Beginning with the first line and ending with the one containing "db.catalog.migrate_up(0).await.unwrap();", copy the lines of the listing below exactly; omit everything else.
** DATASET RECORDS follows **
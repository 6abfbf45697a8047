//! Stepwise migrations

mod common;

use common::{sample_track, TestDb};
use libra_core::CatalogStore;

#[tokio::test]
async fn test_down_then_up_restores_schema() {
    let db = TestDb::new().await;
    assert_eq!(db.catalog.engine_name(), "sqlite");

    db.catalog.migrate_down(-1).await.unwrap();
    assert!(db.catalog.get_all_tracks().await.is_err());

    db.catalog.migrate_up(-1).await.unwrap();
    db.catalog.add_track(&sample_track("t", "")).await.unwrap();
    assert_eq!(db.catalog.get_all_tracks().await.unwrap().len(), 1);
}

#[tokio::test]
async fn test_zero_steps_is_a_no_op() {
    let db = TestDb::unmigrated().await;
    db.catalog.migrate_up(0).await.unwrap();
    assert!(db.catalog.get_all_tracks().await.is_err());

    db.catalog.migrate_up(1).await.unwrap();
    assert!(db.catalog.get_all_tracks().await.unwrap().is_empty());

    // Already applied
    db.catalog.migrate_up(-1).await.unwrap();
}
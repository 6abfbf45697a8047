//! Video queries

use crate::error::{Result, StorageError};
use crate::pool::DbPool;
use crate::require_affected;
use crate::tracks::duration_nanos;
use chrono::Duration;
use libra_core::{HumanDuration, LanguageMap, LinkedSource, Metadata, Permissions, Video};
use sqlx::types::Json;
use std::collections::BTreeMap;

const SELECT: &str = r#"
    SELECT
        id, user_id, title, artist_ids, duration, description, release_date, subtitles,
        watch_count, favorite_count, addition_date, tags, additional_meta, permissions,
        linked_item_ids, content_source, metadata_source, lyric_sources
    FROM videos
"#;

#[derive(sqlx::FromRow)]
struct VideoRow {
    id: String,
    user_id: String,
    title: String,
    artist_ids: Json<Vec<String>>,
    duration: i64,
    description: String,
    release_date: String,
    subtitles: Json<LanguageMap>,
    watch_count: i64,
    favorite_count: i64,
    addition_date: i64,
    tags: Json<Vec<String>>,
    additional_meta: Json<Metadata>,
    permissions: Json<Permissions>,
    linked_item_ids: Json<Vec<String>>,
    content_source: String,
    metadata_source: String,
    lyric_sources: Json<BTreeMap<String, LinkedSource>>,
}

impl From<VideoRow> for Video {
    fn from(row: VideoRow) -> Self {
        Video {
            id: row.id,
            user_id: row.user_id,
            title: row.title,
            artist_ids: row.artist_ids.0,
            duration: HumanDuration::new(Duration::nanoseconds(row.duration)),
            description: row.description,
            release_date: row.release_date,
            subtitles: row.subtitles.0,
            watch_count: row.watch_count,
            favorite_count: row.favorite_count,
            addition_date: row.addition_date,
            tags: row.tags.0,
            additional_meta: row.additional_meta.0,
            permissions: row.permissions.0,
            linked_item_ids: row.linked_item_ids.0,
            content_source: row.content_source.into(),
            metadata_source: row.metadata_source.into(),
            lyric_sources: row.lyric_sources.0,
        }
    }
}

pub async fn get_all(pool: &DbPool) -> Result<Vec<Video>> {
    let rows: Vec<VideoRow> = with_pool!(pool, |p| {
        sqlx::query_as(&format!("{SELECT} ORDER BY addition_date, id"))
            .fetch_all(p)
            .await
    })?;
    Ok(rows.into_iter().map(Video::from).collect())
}

pub async fn get_by_user(pool: &DbPool, user_id: &str) -> Result<Vec<Video>> {
    let rows: Vec<VideoRow> = with_pool!(pool, |p| {
        sqlx::query_as(&format!(
            "{SELECT} WHERE user_id = $1 ORDER BY addition_date, id"
        ))
        .bind(user_id)
        .fetch_all(p)
        .await
    })?;
    Ok(rows.into_iter().map(Video::from).collect())
}

pub async fn get_by_id(pool: &DbPool, id: &str) -> Result<Video> {
    let row: Option<VideoRow> = with_pool!(pool, |p| {
        sqlx::query_as(&format!("{SELECT} WHERE id = $1"))
            .bind(id)
            .fetch_optional(p)
            .await
    })?;
    row.map(Video::from)
        .ok_or_else(|| StorageError::not_found("video", id))
}

pub async fn insert(pool: &DbPool, video: &Video) -> Result<()> {
    with_pool!(pool, |p| {
        sqlx::query(
            r#"
            INSERT INTO videos (
                id, user_id, title, artist_ids, duration, description, release_date, subtitles,
                watch_count, favorite_count, addition_date, tags, additional_meta, permissions,
                linked_item_ids, content_source, metadata_source, lyric_sources
            ) VALUES (
                $1, $2, $3, $4, $5, $6, $7, $8, $9, $10, $11, $12, $13, $14, $15, $16, $17, $18
            )
            "#,
        )
        .bind(video.id.as_str())
        .bind(video.user_id.as_str())
        .bind(video.title.as_str())
        .bind(Json(&video.artist_ids))
        .bind(duration_nanos(&video.duration))
        .bind(video.description.as_str())
        .bind(video.release_date.as_str())
        .bind(Json(&video.subtitles))
        .bind(video.watch_count)
        .bind(video.favorite_count)
        .bind(video.addition_date)
        .bind(Json(&video.tags))
        .bind(Json(&video.additional_meta))
        .bind(Json(&video.permissions))
        .bind(Json(&video.linked_item_ids))
        .bind(video.content_source.as_str())
        .bind(video.metadata_source.as_str())
        .bind(Json(&video.lyric_sources))
        .execute(p)
        .await
        .map(|_| ())
    })?;
    Ok(())
}

pub async fn update(pool: &DbPool, video: &Video) -> Result<()> {
    let rows = with_pool!(pool, |p| {
        sqlx::query(
            r#"
            UPDATE videos SET
                user_id = $2, title = $3, artist_ids = $4, duration = $5, description = $6,
                release_date = $7, subtitles = $8, watch_count = $9, favorite_count = $10,
                addition_date = $11, tags = $12, additional_meta = $13, permissions = $14,
                linked_item_ids = $15, content_source = $16, metadata_source = $17,
                lyric_sources = $18
            WHERE id = $1
            "#,
        )
        .bind(video.id.as_str())
        .bind(video.user_id.as_str())
        .bind(video.title.as_str())
        .bind(Json(&video.artist_ids))
        .bind(duration_nanos(&video.duration))
        .bind(video.description.as_str())
        .bind(video.release_date.as_str())
        .bind(Json(&video.subtitles))
        .bind(video.watch_count)
        .bind(video.favorite_count)
        .bind(video.addition_date)
        .bind(Json(&video.tags))
        .bind(Json(&video.additional_meta))
        .bind(Json(&video.permissions))
        .bind(Json(&video.linked_item_ids))
        .bind(video.content_source.as_str())
        .bind(video.metadata_source.as_str())
        .bind(Json(&video.lyric_sources))
        .execute(p)
        .await
        .map(|r| r.rows_affected())
    })?;
    require_affected(rows, "video", &video.id)
}

pub async fn delete(pool: &DbPool, id: &str) -> Result<()> {
    let rows = with_pool!(pool, |p| {
        sqlx::query("DELETE FROM videos WHERE id = $1")
            .bind(id)
            .execute(p)
            .await
            .map(|r| r.rows_affected())
    })?;
    require_affected(rows, "video", id)
}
** End of DATASET RECORDS **
-- COMPLETED EXERCISE --
repository 6abfbf45697a8047
//! Stepwise migrations

mod common;

use common::{sample_track, TestDb};
use libra_core::CatalogStore;

#[tokio::test]
async fn test_down_then_up_restores_schema() {
    let db = TestDb::new().await;
    assert_eq!(db.catalog.engine_name(), "sqlite");

    db.catalog.migrate_down(-1).await.unwrap();
    assert!(db.catalog.get_all_tracks().await.is_err());

    db.catalog.migrate_up(-1).await.unwrap();
    db.catalog.add_track(&sample_track("t", "")).await.unwrap();
    assert_eq!(db.catalog.get_all_tracks().await.unwrap().len(), 1);
}

#[tokio::test]
async fn test_zero_steps_is_a_no_op() {
    let db = TestDb::unmigrated().await;
    db.catalog.migrate_up(0).await.unwrap();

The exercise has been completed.